An outsider from the start, the cardiac specialist known affectionately as ‘Prof’ talks about winning over the British establishment
It is not often that Prof Sir Magdi Yacoub finds himself as the patient prone on an operating trolley looking up into the face of a surgeon instead of being on the other side of proceedings.
The scenario, though, played out recently when the pioneering cardiothoracic specialist went under the scalpel to have his left hip replaced after slipping while pushing a luggage cart through Rome’s Fiumicino airport.
Yet Yacoub, 87, who has arguably touched more hearts with his “magic hands’’ than anyone else in the world, was not the least bit perturbed by the reversal in positions of trust.
“It’s a privilege, almost, to be at the receiving end,” he tells media. “It is a massive responsibility, the patient-doctor relationship. I consider it sacred. It’s very important for me to know how patients feel. Sometimes we take it for granted.”

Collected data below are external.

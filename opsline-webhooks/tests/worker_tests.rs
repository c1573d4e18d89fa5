//! Delivery worker tests against mock tenant endpoints

use opsline_events::EventBuilder;
use opsline_webhooks::*;
use std::sync::Arc;
use wiremock::matchers::{header, header_exists, method, path};
use wiremock::{Mock, MockServer, ResponseTemplate};

const DEST: &str = "https://api.opsline.test/webhooks/deliver";
const CURRENT_KEY: &str = "sig_current";
const NEXT_KEY: &str = "sig_next";

struct Harness {
    worker: DeliveryWorker,
    subscriptions: Arc<InMemorySubscriptionStore>,
    dead_letters: Arc<InMemoryDeadLetterSink>,
}

fn harness() -> Harness {
    let queue = QueueConfig::new()
        .with_destination(DEST)
        .with_signing_keys(CURRENT_KEY, Some(NEXT_KEY));
    harness_with(queue)
}

fn harness_with(queue: QueueConfig) -> Harness {
    let subscriptions = Arc::new(InMemorySubscriptionStore::new());
    let dead_letters = Arc::new(InMemoryDeadLetterSink::new());
    let worker = DeliveryWorker::new(&queue, WebhookConfig::default(), subscriptions.clone())
        .unwrap()
        .with_dead_letters(dead_letters.clone());
    Harness {
        worker,
        subscriptions,
        dead_letters,
    }
}

fn job_body(tenant: &str) -> Vec<u8> {
    let event = EventBuilder::new("order.status_changed", tenant, "o-1")
        .field("order_number", "A-1001")
        .field("from_status", "pending")
        .field("to_status", "confirmed")
        .build();
    QueuedDeliveryJob::for_event(event).to_bytes().unwrap()
}

fn signed_request(key: &str, body: Vec<u8>) -> WorkerRequest {
    let token = QueueSigner::new(key, "Upstash").sign(DEST, &body).unwrap();
    WorkerRequest::new(body).header("Upstash-Signature", token)
}

async fn tenant_endpoint(status: u16) -> MockServer {
    let server = MockServer::start().await;
    Mock::given(method("POST"))
        .and(path("/hooks"))
        .respond_with(ResponseTemplate::new(status))
        .mount(&server)
        .await;
    server
}

#[tokio::test]
async fn test_tampered_signature_makes_no_outbound_call() {
    let h = harness();
    let server = MockServer::start().await;
    Mock::given(method("POST"))
        .respond_with(ResponseTemplate::new(200))
        .expect(0)
        .mount(&server)
        .await;
    h.subscriptions
        .upsert(WebhookSubscription::new("t-1", format!("{}/hooks", server.uri())));

    let body = job_body("t-1");
    let token = QueueSigner::new(CURRENT_KEY, "Upstash").sign(DEST, &body).unwrap();
    let tampered = format!("{}x", token);

    let response = h
        .worker
        .handle(&WorkerRequest::new(body.clone()).header("Upstash-Signature", tampered))
        .await;
    assert_eq!(response.status, 401);
    assert!(!response.is_retryable());

    let missing = h.worker.handle(&WorkerRequest::new(body)).await;
    assert_eq!(missing.status, 401);
}

#[tokio::test]
async fn test_body_swapped_under_valid_token_is_rejected() {
    let h = harness();
    let server = MockServer::start().await;
    Mock::given(method("POST"))
        .respond_with(ResponseTemplate::new(200))
        .expect(0)
        .mount(&server)
        .await;
    h.subscriptions
        .upsert(WebhookSubscription::new("t-2", format!("{}/hooks", server.uri())));

    let token = QueueSigner::new(CURRENT_KEY, "Upstash")
        .sign(DEST, &job_body("t-1"))
        .unwrap();
    let response = h
        .worker
        .handle(&WorkerRequest::new(job_body("t-2")).header("Upstash-Signature", token))
        .await;
    assert_eq!(response.status, 401);
}

#[tokio::test]
async fn test_next_key_is_accepted() {
    let h = harness();
    let server = tenant_endpoint(200).await;
    h.subscriptions
        .upsert(WebhookSubscription::new("t-1", format!("{}/hooks", server.uri())));

    let response = h.worker.handle(&signed_request(NEXT_KEY, job_body("t-1"))).await;
    assert_eq!(response.status, 200);
    assert_eq!(response.body["status"], "delivered");
}

#[tokio::test]
async fn test_no_url_is_success_shaped_noop() {
    let h = harness();
    let server = MockServer::start().await;
    Mock::given(method("POST"))
        .respond_with(ResponseTemplate::new(200))
        .expect(0)
        .mount(&server)
        .await;

    // Tenant without a subscription at all
    let response = h.worker.handle(&signed_request(CURRENT_KEY, job_body("t-1"))).await;
    assert_eq!(response.status, 200);
    assert_eq!(response.body["status"], "skipped");

    // Tenant that removed its URL after the job was enqueued
    h.subscriptions
        .upsert(WebhookSubscription::new("t-1", format!("{}/hooks", server.uri())));
    h.subscriptions.clear_url("t-1");
    let response = h.worker.handle(&signed_request(CURRENT_KEY, job_body("t-1"))).await;
    assert_eq!(response.status, 200);
    assert!(!response.is_retryable());
}

#[tokio::test]
async fn test_signature_matches_body_and_secret() {
    let h = harness();
    let server = tenant_endpoint(200).await;
    h.subscriptions.upsert(
        WebhookSubscription::new("t-1", format!("{}/hooks", server.uri())).with_secret("whsec_t1"),
    );

    let response = h.worker.handle(&signed_request(CURRENT_KEY, job_body("t-1"))).await;
    assert_eq!(response.status, 200);

    let received = server.received_requests().await.unwrap();
    assert_eq!(received.len(), 1);
    let request = &received[0];

    let signature = request.headers.get("X-Webhook-Signature").unwrap().to_str().unwrap();
    assert!(WebhookSignature::new("whsec_t1").verify(&request.body, signature));
    assert_eq!(
        request.headers.get("X-Webhook-Event").unwrap().to_str().unwrap(),
        "order.status_changed"
    );
    assert!(request.headers.get("X-Webhook-Timestamp").is_some());

    let event: serde_json::Value = serde_json::from_slice(&request.body).unwrap();
    assert_eq!(event["payload"]["to_status"], "confirmed");
    assert_eq!(
        request.headers.get("X-Webhook-Id").unwrap().to_str().unwrap(),
        event["event_id"].as_str().unwrap()
    );
}

#[tokio::test]
async fn test_unsigned_without_secret() {
    let h = harness();
    let server = MockServer::start().await;
    Mock::given(method("POST"))
        .and(header_exists("X-Webhook-Event"))
        .respond_with(ResponseTemplate::new(200))
        .expect(1)
        .mount(&server)
        .await;
    h.subscriptions
        .upsert(WebhookSubscription::new("t-1", server.uri()));

    let response = h.worker.handle(&signed_request(CURRENT_KEY, job_body("t-1"))).await;
    assert_eq!(response.status, 200);

    let received = server.received_requests().await.unwrap();
    assert!(received[0].headers.get("X-Webhook-Signature").is_none());
}

#[tokio::test]
async fn test_redelivery_calls_destination_twice() {
    let h = harness();
    let server = MockServer::start().await;
    Mock::given(method("POST"))
        .and(path("/hooks"))
        .respond_with(ResponseTemplate::new(200))
        .expect(2)
        .mount(&server)
        .await;
    h.subscriptions
        .upsert(
            WebhookSubscription::new("t-1", format!("{}/hooks", server.uri())).with_secret("s"),
        );

    let body = job_body("t-1");
    let first = h.worker.handle(&signed_request(CURRENT_KEY, body.clone())).await;
    let second = h.worker.handle(&signed_request(CURRENT_KEY, body)).await;

    assert_eq!(first.status, 200);
    assert_eq!(second.status, 200);

    let received = server.received_requests().await.unwrap();
    assert_eq!(received[0].body, received[1].body);
}

#[tokio::test]
async fn test_secret_rotation_between_attempts() {
    let h = harness();
    let server = tenant_endpoint(200).await;
    h.subscriptions.upsert(
        WebhookSubscription::new("t-1", format!("{}/hooks", server.uri())).with_secret("old"),
    );

    let body = job_body("t-1");
    h.worker.handle(&signed_request(CURRENT_KEY, body.clone())).await;
    h.subscriptions.rotate_secret("t-1", "new");
    h.worker.handle(&signed_request(CURRENT_KEY, body)).await;

    let received = server.received_requests().await.unwrap();
    let second = &received[1];
    let signature = second.headers.get("X-Webhook-Signature").unwrap().to_str().unwrap();
    assert!(WebhookSignature::new("new").verify(&second.body, signature));
    assert!(!WebhookSignature::new("old").verify(&second.body, signature));
}

#[tokio::test]
async fn test_destination_failure_asks_for_retry() {
    let h = harness();
    let server = tenant_endpoint(502).await;
    h.subscriptions
        .upsert(WebhookSubscription::new("t-1", format!("{}/hooks", server.uri())));

    let request = signed_request(CURRENT_KEY, job_body("t-1")).header("Upstash-Retried", "1");
    let response = h.worker.handle(&request).await;

    assert_eq!(response.status, 500);
    assert!(response.is_retryable());
    assert!(h.dead_letters.is_empty());
}

#[tokio::test]
async fn test_last_attempt_is_dead_lettered() {
    let h = harness();
    let server = tenant_endpoint(503).await;
    h.subscriptions
        .upsert(WebhookSubscription::new("t-1", format!("{}/hooks", server.uri())));

    let request = signed_request(CURRENT_KEY, job_body("t-1")).header("Upstash-Retried", "3");
    let response = h.worker.handle(&request).await;

    assert_eq!(response.status, 500);
    let letters = h.dead_letters.letters();
    assert_eq!(letters.len(), 1);
    assert_eq!(letters[0].tenant_id, "t-1");
    assert_eq!(letters[0].attempts, 4);
    assert!(letters[0].reason.contains("503"));
}

#[tokio::test]
async fn test_unreachable_destination_is_retryable() {
    let h = harness();
    // Nothing listens on port 9 locally
    h.subscriptions
        .upsert(WebhookSubscription::new("t-1", "http://127.0.0.1:9/hooks"));

    let response = h.worker.handle(&signed_request(CURRENT_KEY, job_body("t-1"))).await;
    assert_eq!(response.status, 500);
    assert!(response.is_retryable());
}

#[tokio::test]
async fn test_malformed_job_is_terminal() {
    let h = harness();
    let response = h
        .worker
        .handle(&signed_request(CURRENT_KEY, b"{\"tenant_id\": 5}".to_vec()))
        .await;
    assert_eq!(response.status, 400);
    assert!(!response.is_retryable());
}

#[tokio::test]
async fn test_auth_skipped_without_keys() {
    let h = harness_with(QueueConfig::new().with_destination(DEST));
    let server = MockServer::start().await;
    Mock::given(method("POST"))
        .and(header("X-Webhook-Event", "order.status_changed"))
        .respond_with(ResponseTemplate::new(200))
        .expect(1)
        .mount(&server)
        .await;
    h.subscriptions
        .upsert(WebhookSubscription::new("t-1", server.uri()));

    let response = h.worker.handle(&WorkerRequest::new(job_body("t-1"))).await;
    assert_eq!(response.status, 200);
}

#[tokio::test]
async fn test_token_for_another_destination_makes_no_outbound_call() {
    let h = harness();
    let server = MockServer::start().await;
    Mock::given(method("POST"))
        .respond_with(ResponseTemplate::new(200))
        .expect(0)
        .mount(&server)
        .await;
    h.subscriptions
        .upsert(WebhookSubscription::new("t-1", format!("{}/hooks", server.uri())));

    let body = job_body("t-1");
    let token = QueueSigner::new(CURRENT_KEY, "Upstash")
        .sign("https://other-service.example/ingest", &body)
        .unwrap();
    let response = h
        .worker
        .handle(&WorkerRequest::new(body).header("Upstash-Signature", token))
        .await;

    assert_eq!(response.status, 401);
    assert!(!response.is_retryable());
}

struct UnavailableSubscriptions;

#[async_trait::async_trait]
impl SubscriptionStore for UnavailableSubscriptions {
    async fn subscription(&self, _tenant_id: &str) -> Result<Option<WebhookSubscription>> {
        Err(WebhookError::SubscriptionStore("connection reset".to_string()))
    }
}

#[tokio::test]
async fn test_subscription_store_outage_is_retryable() {
    let queue = QueueConfig::new()
        .with_destination(DEST)
        .with_signing_keys(CURRENT_KEY, None::<String>);
    let worker = DeliveryWorker::new(
        &queue,
        WebhookConfig::default(),
        Arc::new(UnavailableSubscriptions),
    )
    .unwrap();

    let response = worker.handle(&signed_request(CURRENT_KEY, job_body("t-1"))).await;
    assert_eq!(response.status, 500);
    assert!(response.is_retryable());
}

struct BrokenSink;

#[async_trait::async_trait]
impl DeadLetterSink for BrokenSink {
    async fn record(&self, _letter: DeadLetter) -> Result<()> {
        Err(WebhookError::DeadLetterSink("disk full".to_string()))
    }
}

#[tokio::test]
async fn test_dead_letter_sink_failure_keeps_response() {
    let queue = QueueConfig::new()
        .with_destination(DEST)
        .with_signing_keys(CURRENT_KEY, None::<String>);
    let subscriptions = Arc::new(InMemorySubscriptionStore::new());
    let worker = DeliveryWorker::new(&queue, WebhookConfig::default(), subscriptions.clone())
        .unwrap()
        .with_dead_letters(Arc::new(BrokenSink));

    let server = tenant_endpoint(503).await;
    subscriptions.upsert(WebhookSubscription::new("t-1", format!("{}/hooks", server.uri())));

    let request = signed_request(CURRENT_KEY, job_body("t-1")).header("Upstash-Retried", "3");
    let response = worker.handle(&request).await;
    assert_eq!(response.status, 500);
    assert!(response.is_retryable());
}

The injury occurred when, delayed by a throng of admirers keen to take a selfie with the Egyptian-born heart surgeon known affectionately as “Prof’’, he was rushing to reach passport control.
“I always say that people think of surgeons as heroes. We’re not at all. We are applying what is, in effect, a very noble profession, to the community,” he says. “And the community thinks that we’re fantastic. We are just the vehicle.”
Diagnosis of the fracture that led to the surgery in London took two weeks, the most painful period in Yacoub’s long memory, leaving him so discombobulated by painkillers that “it made me wonder if I wanted to live any more”.
Fast forward seven weeks from the operation and he has just returned from Egypt after one of his regular trips to the heart centre he founded in Aswan, having been passed fit to travel thanks to a rigorous regime of physiotherapy.
When we met last month, he was walking with the aid of crutches into his office at Harefield, the former village hospital in Hillingdon that over decades he transformed into a transplant centre of international renown.
Asked about success, Yacoub modestly puts much of his own down to P, P and H. “Passion,” he says, by way of explanation. “You should really believe in what you’re doing.
“Second P: Persistence. And, finally, H for humility, because humility is very important in being able to talk to the most desolate patient or individual on planet Earth, or to royalty or the most intelligent person. You have to be humble.”
Despite his best efforts to throw off the heroic mantle, he is nonetheless internationally revered; nowhere more so than in the land of his birth where a mural in the Nile delta province of Sharqia immortalises Egypt’s two favourite, albeit contrasting, sons, Yacoub and footballing great Mo Salah.
“I am uncomfortable with the attention,” he says. “I’m only doing my duty. I am a very ordinary man who loves his family, loves food, loves life, but equally takes his job very seriously.”
He continues to drive forward the search for novel treatments and techniques in the state-of-the-art on-site laboratories at The Magdi Yacoub Institute.
There, scientists are hard at work trying to grow living heart valves and organs from a scaffold of stem cells, and explore the potential for gene editing to combat cardiac failure.
“I feel more and more enthusiastic the more I learn,” he says. “I always look forward to the next day to find out what new things I can think about.”
As the conversation turns to the subject of A Surgeon and a Maverick, his authorised biography, a line of commendations, mementoes, photographs and statuettes on a windowsill stands testament to the distinguished life he has led.
One figurine is particularly conspicuous: a rendering of Imhotep, known as the first physician, a non-royal Egyptian belatedly deified for his skills as a healer centuries after he died circa 2611 BC.